New Straits Times

CHINA’S DIGITAL ECONOMY ISA GLOBAL TRAILBLAZE­R

- DUNCAN CLARK

ANYONE who reckons that China is only ever going to play technology catch-up with the west should look around a Shanghai metro carriage and think again. Almost every passenger, young or old, sharp or scruffy, is likely to have their eyes fixed on a smartphone screen. And it is not just the widespread use of smartphone­s that is striking; it is their multiple uses too.

As they hurtle along undergroun­d, passengers can order groceries, message friends, transfer money, book holidays and take out insurance – without leaving one of China’s integrated super-apps. Even some beggars on the streets above ground accept digital handouts via Alipay.

As in so many other areas of its economy, the scale and speed of change of China’s digital sector is head-spinning.

According to official statistics, about 731 million Chinese had moved online by last year with 95 per cent of them accessing the Internet via their phones.

This has spurred the developmen­t of arguably the most dynamic mobile eco-system in the world. China’s digital payments market has exploded to about 50 times the size of that in the US.

Almost as an afterthoug­ht, an offshoot of Alibaba has harnessed some of these online flows to build Yu’e Bao into one of the world’s biggest money market funds.

“The future of money is being made in China,” says tech consultant Duncan Clark, a Beijingbas­ed .

“You get the sense when you leave China these days that you are going backwards.”

China’s leadership has identified the developmen­t of its tech industry as a strategic priority. At the recent National People’s Congress, further plans were announced to invest heavily in cutting-edge technologi­es, such as artificial intelligen­ce.

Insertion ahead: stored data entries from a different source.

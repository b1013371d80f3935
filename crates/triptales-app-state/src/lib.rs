//! Page controllers for the TripTales front end.
//!
//! Each controller is a plain state machine. Async drivers (`run_*`) take the
//! controller behind a `RefCell` plus an [`ApiClient`] and never hold a borrow
//! across an `.await`, so a page can keep firing events while a request is in
//! flight.
//!
//! [`ApiClient`]: triptales_client_core::ApiClient

use std::time::Duration;

use triptales_client_core::{RequestError, StorageError};

pub mod admin;
pub mod auth;
pub mod debounce;
pub mod explore;
pub mod modal;
pub mod signout;

pub use admin::{AdminController, AdminEffect};
pub use auth::{AuthController, AuthEffect, AuthTab, FormStatus};
pub use debounce::{DebounceToken, Debouncer};
pub use explore::{ExploreController, ExploreFilters, LoadTicket};
pub use modal::{ModalPhase, ModalState};
pub use signout::SignOutController;

pub const SEARCH_DEBOUNCE_DELAY: Duration = Duration::from_millis(300);
pub const LOGIN_REDIRECT_DELAY: Duration = Duration::from_millis(500);
pub const ADMIN_FAILURE_REDIRECT_DELAY: Duration = Duration::from_millis(700);
pub const MODAL_CLOSE_DELAY: Duration = Duration::from_millis(180);

pub const HOME_PAGE: &str = "index.html";
pub const LOGIN_PAGE: &str = "login.html";

/// Navigation the page should perform, optionally after a delay.
#[derive(Debug, Clone, Copy, PartialEq, Eq)]
pub struct Redirect {
    pub target: &'static str,
    pub delay: Duration,
}

impl Redirect {
    #[must_use]
    pub fn now(target: &'static str) -> Self {
        Self {
            target,
            delay: Duration::ZERO,
        }
    }

    #[must_use]
    pub fn after(target: &'static str, delay: Duration) -> Self {
        Self { target, delay }
    }
}

pub(crate) fn storage_failure(error: StorageError) -> RequestError {
    tracing::warn!(%error, "failed to persist session state");
    RequestError::new(error.to_string())
}
pub const DARK_CLASS: &str = "dark";
pub const ICON_SUN: &str = "☀";
pub const ICON_MOON: &str = "🌙";

#[derive(Debug, Clone, Copy, Default, PartialEq, Eq)]
pub enum Theme {
    #[default]
    Light,
    Dark,
}

impl Theme {
    /// Only an exact stored `"dark"` selects dark mode.
    #[must_use]
    pub fn from_preference(stored: Option<&str>) -> Self {
        match stored {
            Some("dark") => Self::Dark,
            _ => Self::Light,
        }
    }

    #[must_use]
    pub fn as_str(self) -> &'static str {
        match self {
            Self::Light => "light",
            Self::Dark => "dark",
        }
    }

    #[must_use]
    pub fn toggled(self) -> Self {
        match self {
            Self::Light => Self::Dark,
            Self::Dark => Self::Light,
        }
    }

    #[must_use]
    pub fn is_dark(self) -> bool {
        self == Self::Dark
    }

    #[must_use]
    pub fn toggle_icon(self) -> &'static str {
        if self.is_dark() { ICON_SUN } else { ICON_MOON }
    }

    /// Used for both `aria-label` and `title` on the toggle.
    #[must_use]
    pub fn toggle_label(self) -> &'static str {
        if self.is_dark() {
            "Switch to light mode"
        } else {
            "Switch to dark mode"
        }
    }

    #[must_use]
    pub fn aria_pressed(self) -> &'static str {
        if self.is_dark() { "true" } else { "false" }
    }
}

But China’s consumer tech companies do not need much encouragem­ent from Beijing. Led by Tencent and Alibaba, with a combined market value of more than US$500 billion (RM2.21 trillion), the country’s tech companies are forging ahead with innovation and investment on their own.

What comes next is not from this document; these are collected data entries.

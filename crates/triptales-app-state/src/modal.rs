use std::time::Duration;

use crate::MODAL_CLOSE_DELAY;

#[derive(Debug, Clone, Copy, Default, PartialEq, Eq)]
pub enum ModalPhase {
    #[default]
    Hidden,
    Open,
    /// Close animation running; hide once the delay has passed.
    Closing,
}

/// Open/close lifecycle shared by the detail and sign-out dialogs.
#[derive(Debug, Clone, Copy, Default, PartialEq, Eq)]
pub struct ModalState {
    phase: ModalPhase,
}

impl ModalState {
    #[must_use]
    pub fn phase(&self) -> ModalPhase {
        self.phase
    }

    #[must_use]
    pub fn is_open(&self) -> bool {
        self.phase == ModalPhase::Open
    }

    pub fn open(&mut self) {
        self.phase = ModalPhase::Open;
    }

    /// Starts closing. Returns the delay before the dialog should be hidden,
    /// or `None` when it was not open.
    pub fn close(&mut self) -> Option<Duration> {
        if self.phase != ModalPhase::Open {
            return None;
        }
        self.phase = ModalPhase::Closing;
        Some(MODAL_CLOSE_DELAY)
    }

    /// Returns `true` if the dialog should now be hidden. A reopen during the
    /// close animation wins.
    pub fn finish_close(&mut self) -> bool {
        if self.phase != ModalPhase::Closing {
            return false;
        }
        self.phase = ModalPhase::Hidden;
        true
    }
}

Tencent, a gaming-to-messaging powerhouse, is using its popular WeChat app as a platform for an array of other services, including digital payments.

Similarly, Alibaba, whose core ecommerce platform serves millions of businesses across the world, has diversifie­d into other online markets and financial services.

With 120 million Chinese tourists travelling abroad every year, Alipay is fast becoming one of the most global digital payments services.

Part of the reason for the frantic growth of China’s digital companies has been the lack of legacy infrastruc­ture, particular­ly in retail and finance. That has made it all the more tempting for consumers to embrace the app economy.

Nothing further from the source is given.